Figure 1, source Hall, et al., 2014.

Figure 2, source Hall, et al., 2014.

So, EROI calculations are not standard or complete and are difficult to compare to one another. It is especially difficult to compare technologies to one another, for example natural gas to solar or wind. But, even so, most calculations show that corn-based ethanol has an EROI of only 1.25:1 (Kiefer, 2013). When we consider the loss of energy when using ethanol in a vehicle, this is a negative return. Cars and trucks are not perfectly efficient, so breakeven has been estimated to be around 3:1 by Hall, et al. (2009). According to Kiefer, even ancient Rome did better with grain for slaves, oxen and horses, their maximum EROI was about 4.2:1. In building the colosseum the EROI was 1.8:1. Kiefer also reports that, because modern society requires so much energy, when the overall EROI drops below 6:1 the economy contracts and we are at risk of recession.
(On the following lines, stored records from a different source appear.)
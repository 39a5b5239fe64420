//! Append-only contribution log for one image.
//!
//! An `Image` owns its contributions and keeps them in submission order.
//! Its status is never stored: `Image::status` recomputes it from the log
//! every time, so the persisted value can always be checked against the
//! engine's output.

use rustc_hash::FxHashSet;
use serde::{Deserialize, Serialize};

use crate::annotation::{Contribution, Status, TaskKind};
use crate::consensus::decide_status;
use crate::error::{Result, ValidationError};
use crate::params::ConsensusParams;

/// Serialized form of an image and its contributions, in storage order.
#[derive(Clone, Debug, PartialEq, Serialize, Deserialize)]
#[serde(rename_all = "camelCase")]
pub struct ImageRecord {
    pub image_id: String,
    pub project_id: String,
    pub task_kind: TaskKind,
    #[serde(default)]
    pub contributions: Vec<Contribution>,
}

/// An image together with every contribution ever submitted for it.
#[derive(Clone, Debug)]
pub struct Image {
    image_id: String,
    project_id: String,
    task_kind: TaskKind,
    /// Sorted by submission time; equal timestamps keep arrival order
    contributions: Vec<Contribution>,
    ids: FxHashSet<String>,
}

impl Image {
    pub fn new(
        image_id: impl Into<String>,
        project_id: impl Into<String>,
        task_kind: TaskKind,
    ) -> Self {
        Self {
            image_id: image_id.into(),
            project_id: project_id.into(),
            task_kind,
            contributions: Vec::new(),
            ids: FxHashSet::default(),
        }
    }

    pub fn image_id(&self) -> &str {
        &self.image_id
    }

    pub fn project_id(&self) -> &str {
        &self.project_id
    }

    pub fn task_kind(&self) -> TaskKind {
        self.task_kind
    }

    /// Records a new contribution.
    ///
    /// Rejects contributions for another image and ids that were already
    /// recorded. The contribution is placed after every contribution
    /// submitted at or before its own timestamp.
    pub fn append(&mut self, contribution: Contribution) -> Result<()> {
        if contribution.image_id != self.image_id {
            return Err(ValidationError::ImageMismatch {
                field: "contribution.imageId".to_string(),
                expected: self.image_id.clone(),
                got: contribution.image_id,
            });
        }
        if self.ids.contains(&contribution.contribution_id) {
            return Err(ValidationError::DuplicateContribution {
                field: "contribution.contributionId".to_string(),
                id: contribution.contribution_id,
            });
        }

        let at = self
            .contributions
            .partition_point(|c| c.submitted_at <= contribution.submitted_at);
        self.ids.insert(contribution.contribution_id.clone());
        self.contributions.insert(at, contribution);
        Ok(())
    }

    /// Contributions in submission order, most recent last.
    pub fn contributions(&self) -> &[Contribution] {
        &self.contributions
    }

    pub fn get(&self, contribution_id: &str) -> Option<&Contribution> {
        self.contributions
            .iter()
            .find(|c| c.contribution_id == contribution_id)
    }

    pub fn len(&self) -> usize {
        self.contributions.len()
    }

    pub fn is_empty(&self) -> bool {
        self.contributions.is_empty()
    }

    /// Recomputes the status from the current log.
    pub fn status(&self, params: &ConsensusParams) -> Result<Status> {
        decide_status(self.task_kind, &self.contributions, params)
    }

    pub fn to_record(&self) -> ImageRecord {
        ImageRecord {
            image_id: self.image_id.clone(),
            project_id: self.project_id.clone(),
            task_kind: self.task_kind,
            contributions: self.contributions.clone(),
        }
    }
}

impl TryFrom<ImageRecord> for Image {
    type Error = ValidationError;

    /// Replays the stored contributions through `append`, which restores
    /// submission order whatever order storage returned them in.
    fn try_from(record: ImageRecord) -> Result<Self> {
        let mut image = Image::new(record.image_id, record.project_id, record.task_kind);
        for (i, contribution) in record.contributions.into_iter().enumerate() {
            image.append(contribution).map_err(|e| at_index(e, i))?;
        }
        Ok(image)
    }
}

/// Rewrites a `contribution.*` field path to `contributions[i].*`.
fn at_index(err: ValidationError, i: usize) -> ValidationError {
    let reindex = |field: String| {
        field.replacen("contribution.", &format!("contributions[{i}]."), 1)
    };
    match err {
        ValidationError::ImageMismatch {
            field,
            expected,
            got,
        } => ValidationError::ImageMismatch {
            field: reindex(field),
            expected,
            got,
        },
        ValidationError::DuplicateContribution { field, id } => {
            ValidationError::DuplicateContribution {
                field: reindex(field),
                id,
            }
        }
        other => other,
    }
}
Much later, coal-fired steam engines came along with an EROI of 10:1 or more. In the early coal mining days extracting coal was very easy since it was accessible at the surface or very near the surface. This was a good thing because early steam engines were very inefficient. However, as coal fired steam engines improved and proliferated they replaced slave labor so the social and economic benefits were large. Some historical published EROI values for coal are shown in figure 3 from Hall, et al., 2014.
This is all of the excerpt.